By the time I'd crossed the church parking lot, while wearing long jeans, a black polyester shirt, wedge-heeled sandals and no sunglasses, I realized Henry had a point about it being too hot. Yeah, it was 12:30 and 90 stinkin' degrees already. But I'd already gotten clear across the parking lot ... I couldn't turn back now.
Besides, I had World War 4 brewing at home, so I carried on ... all the while wondering if this whole parenting thing would ever get easier. I mean, you endure 12 years of being home bound with your precious children, and when they're finally old enough to stay home a few hours alone, all they want to do is kill each other. You'd think they'd embrace the opportunity to enjoy the freedom of raiding the pantry and watching TV with no parental party poopers around, but NO. They'd much rather kick their sibling's arm as retaliation for having been asked to put food on a plate.
By the time I reached our street, I was so hot and sweaty and irritated and again: HOT, that I almost walked passed my husband who had just arrived and was sitting in the car waiting to drive me the rest of the way home (5 houses.)
When at last I walked into the house, I was greeted by a happy Megan who had placed her "broken" arm in a sling, and explained that she tried putting ice on it for a while, but that was too cold so she took it off.
I couldn't even respond. It's not that I wanted her arm to be broken, but in my mind, the least she could have done after ALL those texts and phone calls was to act somewhat injured, or dab a little catsup on her arm for fake blood, or spritz water on her eyes for tears. SOMETHING. Am I alone on this?
Anyway, I just walked passed her and right into THEE coldest shower I've EVER taken in my enTIRE life. This might have been a refreshing activity, except for the fact that I kept thinking about how much I dislike the whole "getting ready" process every morning. The process which I'd already done ONCE today, and would get to do AGAIN in about 7 minutes.
Oh my goodness. The more I type, the more pathetic I sound.

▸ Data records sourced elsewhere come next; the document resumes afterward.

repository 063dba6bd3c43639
//! Wall-clock helpers.

use std::time::{SystemTime, UNIX_EPOCH};

/// Current wall-clock time in milliseconds since the Unix epoch.
///
/// Returns 0 if the system clock is before the epoch, which only happens
/// on badly misconfigured hosts.
pub fn now_ms() -> u128 {
    SystemTime::now()
        .duration_since(UNIX_EPOCH)
        .map(|d| d.as_millis())
        .unwrap_or(0)
}
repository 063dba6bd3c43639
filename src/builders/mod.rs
//! Builders assembling runtime components from configuration.

pub mod core_builder;

pub use core_builder::{build_runtime_core, RuntimeCore};
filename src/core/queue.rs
//! Bounded in-memory priority queue backing the scheduler's drain loop.

use std::collections::VecDeque;

use super::error::SchedulerError;
use super::task::Priority;

/// Priority list with FIFO ordering inside each priority level.
///
/// A new entry is spliced ahead of every entry with a strictly lower
/// priority and behind every entry of equal or higher priority, so
/// equal-priority entries drain in submission order while higher-priority
/// arrivals jump the line. Dequeuing always takes the head.
pub struct PriorityQueue<E> {
    capacity: usize,
    items: VecDeque<(Priority, E)>,
}

impl<E> PriorityQueue<E> {
    /// Create a queue rejecting entries beyond `capacity`.
    pub fn new(capacity: usize) -> Self {
        Self {
            capacity,
            items: VecDeque::with_capacity(capacity.min(1024)),
        }
    }

    /// Enqueue an entry, failing fast when the queue is at capacity.
    pub fn push(&mut self, priority: Priority, entry: E) -> Result<(), SchedulerError> {
        if self.items.len() >= self.capacity {
            return Err(SchedulerError::QueueFull(self.capacity));
        }
        self.splice(priority, entry);
        Ok(())
    }

    /// Enqueue a group of entries: either the whole group fits within
    /// capacity or nothing is added.
    pub fn push_all(&mut self, entries: Vec<(Priority, E)>) -> Result<(), SchedulerError> {
        if self.items.len() + entries.len() > self.capacity {
            return Err(SchedulerError::QueueFull(self.capacity));
        }
        for (priority, entry) in entries {
            self.splice(priority, entry);
        }
        Ok(())
    }

    fn splice(&mut self, priority: Priority, entry: E) {
        let at = self
            .items
            .iter()
            .position(|(p, _)| *p < priority)
            .unwrap_or(self.items.len());
        self.items.insert(at, (priority, entry));
    }

    /// Remove and return the head entry.
    pub fn pop(&mut self) -> Option<E> {
        self.items.pop_front().map(|(_, e)| e)
    }

    /// Remove every queued entry, preserving drain order.
    pub fn drain(&mut self) -> Vec<E> {
        self.items.drain(..).map(|(_, e)| e).collect()
    }

    /// Current depth.
    pub fn len(&self) -> usize {
        self.items.len()
    }

    /// Whether the queue is empty.
    pub fn is_empty(&self) -> bool {
        self.items.is_empty()
    }

    /// Maximum depth before submissions are rejected.
    pub fn capacity(&self) -> usize {
        self.capacity
    }
}
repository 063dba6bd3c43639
//! Core scheduling abstractions: tasks, the priority queue, and the
//! semaphore-bounded scheduler.

pub mod error;
pub mod queue;
pub mod scheduler;
pub mod task;

pub use error::{AppResult, SchedulerError, TaskError};
pub use queue::PriorityQueue;
pub use scheduler::{SchedulerStats, TaskHandle, TaskScheduler};
pub use task::{FnWork, Priority, Task, TaskResult, TaskState, TaskWork};
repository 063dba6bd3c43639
//! Shared utilities.

pub mod clock;
pub mod telemetry;

pub use clock::*;
pub use telemetry::*;
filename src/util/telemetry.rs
//! Tracing bootstrap for embedding applications.

/// Install a default env-filtered fmt subscriber if the host application
/// has not set one up already. Safe to call more than once.
pub fn init_tracing() {
    if tracing::dispatcher::has_been_set() {
        return;
    }
    let _ = tracing_subscriber::fmt()
        .with_env_filter(tracing_subscriber::EnvFilter::from_default_env())
        .with_target(true)
        .try_init();
}
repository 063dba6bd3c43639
//! Configuration models for the runtime core.

pub mod runtime;

pub use runtime::{CacheConfig, ResourceConfig, RuntimeConfig, SchedulerConfig};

And yet ... I continue.
Maybe I should just recap, because once wasn't enough.
* While I DID get to attend a class at church, it wasn't without several interruptions from my daughter.
* While I COULD have waited for my husband to drive me home in an air-conditioned vehicle, I chose to WALK home in the HEAT and sweat my bloody head off.
* Instead of a 3 hour nap, I got to take a freezing cold shower, redo my hair and make-up, watch Meg and her neighbor friend swim, and fold some laundry.
And yes, I DO realize how blessed I am. I really do. I have a fancy phone to receive all the whiny texts and calls from my children. I have an abled body that can walk me home if necessary. I have running water to stand under for a very long time, while some people don't even have enough water to drink. My children are healthy and quite privileged compared to many children in this world. I have a machine to wash clothes for me. And on and on it goes.
So yeah, I know I've got it good. It just helps me to vent about motherhood from time to time. Some might call it whining, or being ungrateful ...
I call it therapy.
And this concludes our session for today. Thank you for your time.